──────── Data for the task
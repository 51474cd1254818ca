//! Known-answer tests and sanity checks, runnable at process boot as a
//! FIPS-style self-test.
//!
//! The vectors below are the NIST CAVP "no reseed" and "prediction
//! resistance" DRBG vectors, transcribed verbatim. The procedure for each:
//! seed, optionally reseed, call `generate` twice discarding the first
//! output, and compare the second against `expected`.

use crate::chain::Chain;
use crate::controller::Drbg;
use crate::core::{CoreId, Mechanism, Primitive};
use crate::entropy::TestHook;
use crate::errors::{DrbgError, DrbgResult};

struct KatCase {
    name: &'static str,
    core: CoreId,
    prediction_resistance: bool,
    pers: &'static [u8],
    entropy: &'static [u8],
    reseed_entropy: Option<&'static [u8]>,
    reseed_addtl: &'static [u8],
    addtl_a: &'static [u8],
    addtl_b: &'static [u8],
    pr_entropy_a: Option<&'static [u8]>,
    pr_entropy_b: Option<&'static [u8]>,
    expected: &'static [u8],
}

fn run_one(case: &KatCase) -> DrbgResult<()> {
    let mut queue = vec![case.entropy.to_vec()];
    if let Some(re) = case.reseed_entropy {
        queue.push(re.to_vec());
    }
    if case.prediction_resistance {
        queue.push(case.pr_entropy_a.expect("PR vector needs entpra").to_vec());
        queue.push(case.pr_entropy_b.expect("PR vector needs entprb").to_vec());
    }
    let hook = TestHook::with_entropy_sequence(queue);

    let mut drbg = Drbg::new_with_test_hook(
        case.core,
        case.prediction_resistance,
        Chain::new(&[case.pers]),
        hook,
    )?;

    if case.reseed_entropy.is_some() {
        drbg.reseed(Chain::new(&[case.reseed_addtl]))?;
    }

    let mut discard = vec![0u8; case.expected.len()];
    drbg.generate(&mut discard, Chain::new(&[case.addtl_a]))?;

    let mut out = vec![0u8; case.expected.len()];
    drbg.generate(&mut out, Chain::new(&[case.addtl_b]))?;

    if out != case.expected {
        return Err(DrbgError::SelfTestFailed(case.name));
    }
    Ok(())
}

const NOPR_HASH_SHA256: KatCase = KatCase {
    name: "nopr-hash-sha256",
    core: CoreId::new(Mechanism::Hash, Primitive::Sha256),
    prediction_resistance: false,
    pers: &[],
    entropy: &[
        0x73, 0xd3, 0xfb, 0xa3, 0x94, 0x5f, 0x2b, 0x5f, 0xb9, 0x8f, 0xf6, 0x9c, 0x8a, 0x93, 0x17,
        0xae, 0x19, 0xc3, 0x4c, 0xc3, 0xd6, 0xca, 0xa3, 0x2d, 0x16, 0xfc, 0x42, 0xd2, 0x2d, 0xd5,
        0x6f, 0x56, 0xcc, 0x1d, 0x30, 0xff, 0x9e, 0x06, 0x3e, 0x09, 0xce, 0x58, 0xe6, 0x9a, 0x35,
        0xb3, 0xa6, 0x56,
    ],
    reseed_entropy: None,
    reseed_addtl: &[],
    addtl_a: &[
        0xf4, 0xd5, 0x98, 0x3d, 0xa8, 0xfc, 0xfa, 0x37, 0xb7, 0x54, 0x67, 0x73, 0xc7, 0xc3, 0xdd,
        0x47, 0x34, 0x71, 0x02, 0x5d, 0xc1, 0xa0, 0xd3, 0x10, 0xc1, 0x8b, 0xbd, 0xf5, 0x66, 0x34,
        0x6f, 0xdd,
    ],
    addtl_b: &[
        0xf7, 0x9e, 0x6a, 0x56, 0x0e, 0x73, 0xe9, 0xd9, 0x7a, 0xd1, 0x69, 0xe0, 0x6f, 0x8c, 0x55,
        0x1c, 0x44, 0xd1, 0xce, 0x6f, 0x28, 0xcc, 0xa4, 0x4d, 0xa8, 0xc0, 0x85, 0xd1, 0x5a, 0x0c,
        0x59, 0x40,
    ],
    pr_entropy_a: None,
    pr_entropy_b: None,
    expected: &[
        0x71, 0x7b, 0x93, 0x46, 0x1a, 0x40, 0xaa, 0x35, 0xa4, 0xaa, 0xc5, 0xe7, 0x6d, 0x5b, 0x5b,
        0x8a, 0xa0, 0xdf, 0x39, 0x7d, 0xae, 0x71, 0x58, 0x5b, 0x3c, 0x7c, 0xb4, 0xf0, 0x89, 0xfa,
        0x4a, 0x8c, 0xa9, 0x5c, 0x54, 0xc0, 0x40, 0xdf, 0xbc, 0xce, 0x26, 0x81, 0x34, 0xf8, 0xba,
        0x7d, 0x1c, 0xe8, 0xad, 0x21, 0xe0, 0x74, 0xcf, 0x48, 0x84, 0x30, 0x1f, 0xa1, 0xd5, 0x4f,
        0x81, 0x42, 0x2f, 0xf4, 0xdb, 0x0b, 0x23, 0xf8, 0x73, 0x27, 0xb8, 0x1d, 0x42, 0xf8, 0x44,
        0x58, 0xd8, 0x5b, 0x29, 0x27, 0x0a, 0xf8, 0x69, 0x59, 0xb5, 0x78, 0x44, 0xeb, 0x9e, 0xe0,
        0x68, 0x6f, 0x42, 0x9a, 0xb0, 0x5b, 0xe0, 0x4e, 0xcb, 0x6a, 0xaa, 0xe2, 0xd2, 0xd5, 0x33,
        0x25, 0x3e, 0xe0, 0x6c, 0xc7, 0x6a, 0x07, 0xa5, 0x03, 0x83, 0x9f, 0xe2, 0x8b, 0xd1, 0x1c,
        0x70, 0xa8, 0x07, 0x59, 0x97, 0xeb, 0xf6, 0xbe,
    ],
};

const NOPR_HMAC_SHA256: KatCase = KatCase {
    name: "nopr-hmac-sha256",
    core: CoreId::new(Mechanism::Hmac, Primitive::Sha256),
    prediction_resistance: false,
    pers: &[
        0xb5, 0x71, 0xe6, 0x6d, 0x7c, 0x33, 0x8b, 0xc0, 0x7b, 0x76, 0xad, 0x37, 0x57, 0xbb, 0x2f,
        0x94, 0x52, 0xbf, 0x7e, 0x07, 0x43, 0x7a, 0xe8, 0x58, 0x1c, 0xe7, 0xbc, 0x7c, 0x3a, 0xc6,
        0x51, 0xa9,
    ],
    entropy: &[
        0x8d, 0xf0, 0x13, 0xb4, 0xd1, 0x03, 0x52, 0x30, 0x73, 0x91, 0x7d, 0xdf, 0x6a, 0x86, 0x97,
        0x93, 0x05, 0x9e, 0x99, 0x43, 0xfc, 0x86, 0x54, 0x54, 0x9e, 0x7a, 0xb2, 0x2f, 0x7c, 0x29,
        0xf1, 0x22, 0xda, 0x26, 0x25, 0xaf, 0x2d, 0xdd, 0x4a, 0xbc, 0xce, 0x3c, 0xf4, 0xfa, 0x46,
        0x59, 0xd8, 0x4e,
    ],
    reseed_entropy: None,
    reseed_addtl: &[],
    addtl_a: &[],
    addtl_b: &[],
    pr_entropy_a: None,
    pr_entropy_b: None,
    expected: &[
        0xb9, 0x1c, 0xba, 0x4c, 0xc8, 0x4f, 0xa2, 0x5d, 0xf8, 0x61, 0x0b, 0x81, 0xb6, 0x41, 0x40,
        0x27, 0x68, 0xa2, 0x09, 0x72, 0x34, 0x93, 0x2e, 0x37, 0xd5, 0x90, 0xb1, 0x15, 0x4c, 0xbd,
        0x23, 0xf9, 0x74, 0x52, 0xe3, 0x10, 0xe2, 0x91, 0xc4, 0x51, 0x46, 0x14, 0x7f, 0x0d, 0xa2,
        0xd8, 0x17, 0x61, 0xfe, 0x90, 0xfb, 0xa6, 0x4f, 0x94, 0x41, 0x9c, 0x0f, 0x66, 0x2b, 0x28,
        0xc1, 0xed, 0x94, 0xda, 0x48, 0x7b, 0xb7, 0xe7, 0x3e, 0xec, 0x79, 0x8f, 0xbc, 0xf9, 0x81,
        0xb7, 0x91, 0xd1, 0xbe, 0x4f, 0x17, 0x7a, 0x89, 0x07, 0xaa, 0x3c, 0x40, 0x16, 0x43, 0xa5,
        0xb6, 0x2b, 0x87, 0xb8, 0x9d, 0x66, 0xb3, 0xa6, 0x0e, 0x40, 0xd4, 0xa8, 0xe4, 0xe9, 0xd8,
        0x2a, 0xf6, 0xd2, 0x70, 0x0e, 0x6f, 0x53, 0x5c, 0xdb, 0x51, 0xf7, 0x5c, 0x32, 0x17, 0x29,
        0x10, 0x37, 0x41, 0x03, 0x0c, 0xcc, 0x3a, 0x56,
    ],
};

const NOPR_CTR_AES128: KatCase = KatCase {
    name: "nopr-ctr-aes128",
    core: CoreId::new(Mechanism::Ctr, Primitive::Aes128),
    prediction_resistance: false,
    pers: &[
        0x80, 0x08, 0xae, 0xe8, 0xe9, 0x69, 0x40, 0xc5, 0x08, 0x73, 0xc7, 0x9f, 0x8e, 0xcf, 0xe0,
        0x02,
    ],
    entropy: &[
        0xc0, 0x70, 0x1f, 0x92, 0x50, 0x75, 0x8f, 0xcd, 0xf2, 0xbe, 0x73, 0x98, 0x80, 0xdb, 0x66,
        0xeb, 0x14, 0x68, 0xb4, 0xa5, 0x87, 0x9c, 0x2d, 0xa6,
    ],
    reseed_entropy: None,
    reseed_addtl: &[],
    addtl_a: &[
        0xf9, 0x01, 0xf8, 0x16, 0x7a, 0x1d, 0xff, 0xde, 0x8e, 0x3c, 0x83, 0xe2, 0x44, 0x85, 0xe7,
        0xfe,
    ],
    addtl_b: &[
        0x17, 0x1c, 0x09, 0x38, 0xc2, 0x38, 0x9f, 0x97, 0x87, 0x60, 0x55, 0xb4, 0x82, 0x16, 0x62,
        0x7f,
    ],
    pr_entropy_a: None,
    pr_entropy_b: None,
    expected: &[
        0x97, 0xc0, 0xc0, 0xe5, 0xa0, 0xcc, 0xf2, 0x4f, 0x33, 0x63, 0x48, 0x8a, 0xdb, 0x13, 0x0a,
        0x35, 0x89, 0xbf, 0x80, 0x65, 0x62, 0xee, 0x13, 0x95, 0x7c, 0x33, 0xd3, 0x7d, 0xf4, 0x07,
        0x77, 0x7a, 0x2b, 0x65, 0x0b, 0x5f, 0x45, 0x5c, 0x13, 0xf1, 0x90, 0x77, 0x7f, 0xc5, 0x04,
        0x3f, 0xcc, 0x1a, 0x38, 0xf8, 0xcd, 0x1b, 0xbb, 0xd5, 0x57, 0xd1, 0x4a, 0x4c, 0x2e, 0x8a,
        0x2b, 0x49, 0x1e, 0x5c,
    ],
};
────────────────
◆ What is being asked
Every line above holding the string "vectors" should be listed.

◆ Your solution
//! The vectors below are the NIST CAVP "no reseed" and "prediction
//! resistance" DRBG vectors, transcribed verbatim. The procedure for each:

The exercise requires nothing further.